◆ **WHAT YOU SHOULD DO**
Where a line of the records contains the word "SMALL", show that line.

*** DATA SHOWN ***

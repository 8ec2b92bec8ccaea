//! Anchor registry
//!
//! Baseline poses for every known anchor type and the items authored against
//! them. The table ships embedded (`data/anchors.yaml`) and can be swapped for
//! an external file with the same layout.
//!
//! ## Resolution order (see [`load_registry`])
//! 1. explicit path (CLI flag / config)
//! 2. `PLACEMENT_REGISTRY_PATH`
//! 3. embedded table

use rustc_hash::FxHashMap;
use serde::{Deserialize, Serialize};
use std::env;
use std::path::{Path, PathBuf};
use std::sync::OnceLock;

use crate::error::{PlacementError, Result};
use crate::models::AnchorDefinition;

/// Env var for overriding the registry file.
pub const REGISTRY_PATH_ENV: &str = "PLACEMENT_REGISTRY_PATH";

/// Embedded anchor table (compiled into the binary)
pub const ANCHORS_YAML: &str = include_str!("../../../../data/anchors.yaml");

static EMBEDDED_REGISTRY: OnceLock<AnchorRegistry> = OnceLock::new();

/// On-disk layout of the registry file
#[derive(Debug, Clone, Default, Serialize, Deserialize)]
pub struct RegistryFile {
    pub anchors: Vec<AnchorDefinition>,
}

/// Where a registry was loaded from
#[derive(Debug, Clone, PartialEq, Serialize)]
#[serde(tag = "kind", content = "path", rename_all = "snake_case")]
pub enum RegistrySource {
    Embedded,
    File(PathBuf),
}

/// Read-only type id → anchor definition lookup
#[derive(Debug, Clone)]
pub struct AnchorRegistry {
    anchors: Vec<AnchorDefinition>,
    index: FxHashMap<String, usize>,
    source: RegistrySource,
}

impl AnchorRegistry {
    /// Build from definitions. Duplicate type ids are rejected.
    pub fn from_definitions(anchors: Vec<AnchorDefinition>) -> Result<Self> {
        let mut index = FxHashMap::default();
        for (i, anchor) in anchors.iter().enumerate() {
            if index.insert(anchor.type_id.clone(), i).is_some() {
                return Err(PlacementError::DuplicateAnchor {
                    type_id: anchor.type_id.clone(),
                });
            }
        }
        Ok(Self {
            anchors,
            index,
            source: RegistrySource::Embedded,
        })
    }

    pub fn from_yaml_str(yaml: &str) -> Result<Self> {
        let file: RegistryFile = serde_yaml::from_str(yaml).map_err(PlacementError::Registry)?;
        Self::from_definitions(file.anchors)
    }

    pub fn from_path(path: &Path) -> Result<Self> {
        let yaml = std::fs::read_to_string(path)?;
        let mut registry = Self::from_yaml_str(&yaml)?;
        registry.source = RegistrySource::File(path.to_path_buf());
        Ok(registry)
    }

    pub fn lookup(&self, type_id: &str) -> Option<&AnchorDefinition> {
        self.index.get(type_id).map(|&i| &self.anchors[i])
    }

    /// Definitions in table order
    pub fn iter(&self) -> impl Iterator<Item = &AnchorDefinition> {
        self.anchors.iter()
    }

    pub fn len(&self) -> usize {
        self.anchors.len()
    }

    pub fn is_empty(&self) -> bool {
        self.anchors.is_empty()
    }

    pub fn source(&self) -> &RegistrySource {
        &self.source
    }
}

/// Embedded registry, parsed on first use.
///
/// # Panics
///
/// Panics if the embedded YAML is malformed (not possible in a normal build).
pub fn embedded_registry() -> &'static AnchorRegistry {
    EMBEDDED_REGISTRY.get_or_init(|| {
        AnchorRegistry::from_yaml_str(ANCHORS_YAML).expect("Embedded anchors.yaml is corrupted")
    })
}

fn resolve_registry_path(explicit: Option<&Path>) -> Option<PathBuf> {
    if let Some(path) = explicit {
        return Some(path.to_path_buf());
    }
    env::var(REGISTRY_PATH_ENV)
        .ok()
        .map(|p| p.trim().to_string())
        .filter(|p| !p.is_empty())
        .map(PathBuf::from)
}

/// Load the registry for a run. Falls back to the embedded table when no
/// path is configured; a configured path that fails to load is an error.
pub fn load_registry(explicit: Option<&Path>) -> Result<AnchorRegistry> {
    match resolve_registry_path(explicit) {
        Some(path) => {
            tracing::info!(path = %path.display(), "loading anchor registry");
            AnchorRegistry::from_path(&path)
        }
        None => Ok(embedded_registry().clone()),
    }
}

#[cfg(test)]
mod tests {
    use super::*;
    use crate::models::{Orientation, Position};
    use std::io::Write;

    const SMALL: &str = r#"
anchors:
  - type_id: Land_Shed
    position: [10.0, 1.0, 20.0]
    orientation: [0.0, 0.0, 0.0]
    items:
      - type_name: Safe_Placement
        position: [12.0, 0.5, 20.0]
        orientation: [90.0, 0.0, 0.0]
      - type_name: Toolbox_Placement
        position: [10.0, 0.5, 25.0]
        orientation: [0.0, 0.0, 0.0]
  - type_id: Land_Empty
    position: [0.0, 0.0, 0.0]
    orientation: [0.0, 0.0, 0.0]
"#;

    #[test]
    fn test_embedded_table_loads() {
        let registry = embedded_registry();
        assert_eq!(registry.len(), 39);

        let workshop = registry.lookup("Land_Workshop2").unwrap();
        assert_eq!(
            workshop.original.position,
            Position::new(10938.900391, 7.30765, 2695.0)
        );
        assert_eq!(workshop.items.len(), 3);
        assert_eq!(workshop.items[0].type_name, "Medical_Bag_Placement");
        assert_eq!(
            workshop.items[0].original.orientation,
            Orientation::new(178.740952, 0.0, 0.0)
        );
        assert_eq!(workshop.items[2].type_name, "WeaponCrate_Placement");
    }

    #[test]
    fn test_embedded_baselines_are_unrotated() {
        for anchor in embedded_registry().iter() {
            assert_eq!(
                anchor.original.orientation,
                Orientation::default(),
                "{} has a rotated baseline",
                anchor.type_id
            );
        }
    }

    #[test]
    fn test_lookup_keeps_item_order() {
        let registry = AnchorRegistry::from_yaml_str(SMALL).unwrap();
        let shed = registry.lookup("Land_Shed").unwrap();
        let names: Vec<_> = shed.items.iter().map(|i| i.type_name.as_str()).collect();
        assert_eq!(names, ["Safe_Placement", "Toolbox_Placement"]);
        assert!(registry.lookup("Land_Empty").unwrap().items.is_empty());
        assert!(registry.lookup("Land_Missing").is_none());
        assert_eq!(registry.source(), &RegistrySource::Embedded);
    }

    #[test]
    fn test_duplicate_type_rejected() {
        let yaml = r#"
anchors:
  - type_id: Land_Shed
    position: [0.0, 0.0, 0.0]
    orientation: [0.0, 0.0, 0.0]
  - type_id: Land_Shed
    position: [1.0, 0.0, 0.0]
    orientation: [0.0, 0.0, 0.0]
"#;
        let err = AnchorRegistry::from_yaml_str(yaml).unwrap_err();
        assert!(matches!(err, PlacementError::DuplicateAnchor { ref type_id } if type_id == "Land_Shed"));
    }

    #[test]
    fn test_malformed_yaml_is_registry_error() {
        let err = AnchorRegistry::from_yaml_str("anchors: [ { type_id: 3").unwrap_err();
        assert!(matches!(err, PlacementError::Registry(_)));
    }

    #[test]
    fn test_explicit_path_wins() {
        let mut file = tempfile::NamedTempFile::new().unwrap();
        file.write_all(SMALL.as_bytes()).unwrap();

        let registry = load_registry(Some(file.path())).unwrap();
        assert_eq!(registry.len(), 2);
        assert_eq!(
            registry.source(),
            &RegistrySource::File(file.path().to_path_buf())
        );
    }

    #[test]
    fn test_missing_explicit_path_is_error() {
        let err = load_registry(Some(Path::new("/nonexistent/anchors.yaml"))).unwrap_err();
        assert!(matches!(err, PlacementError::Io(_)));
    }
}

***

◆ **RESPONSE FOR THIS EXERCISE**
    const SMALL: &str = r#"
        let registry = AnchorRegistry::from_yaml_str(SMALL).unwrap();
        file.write_all(SMALL.as_bytes()).unwrap();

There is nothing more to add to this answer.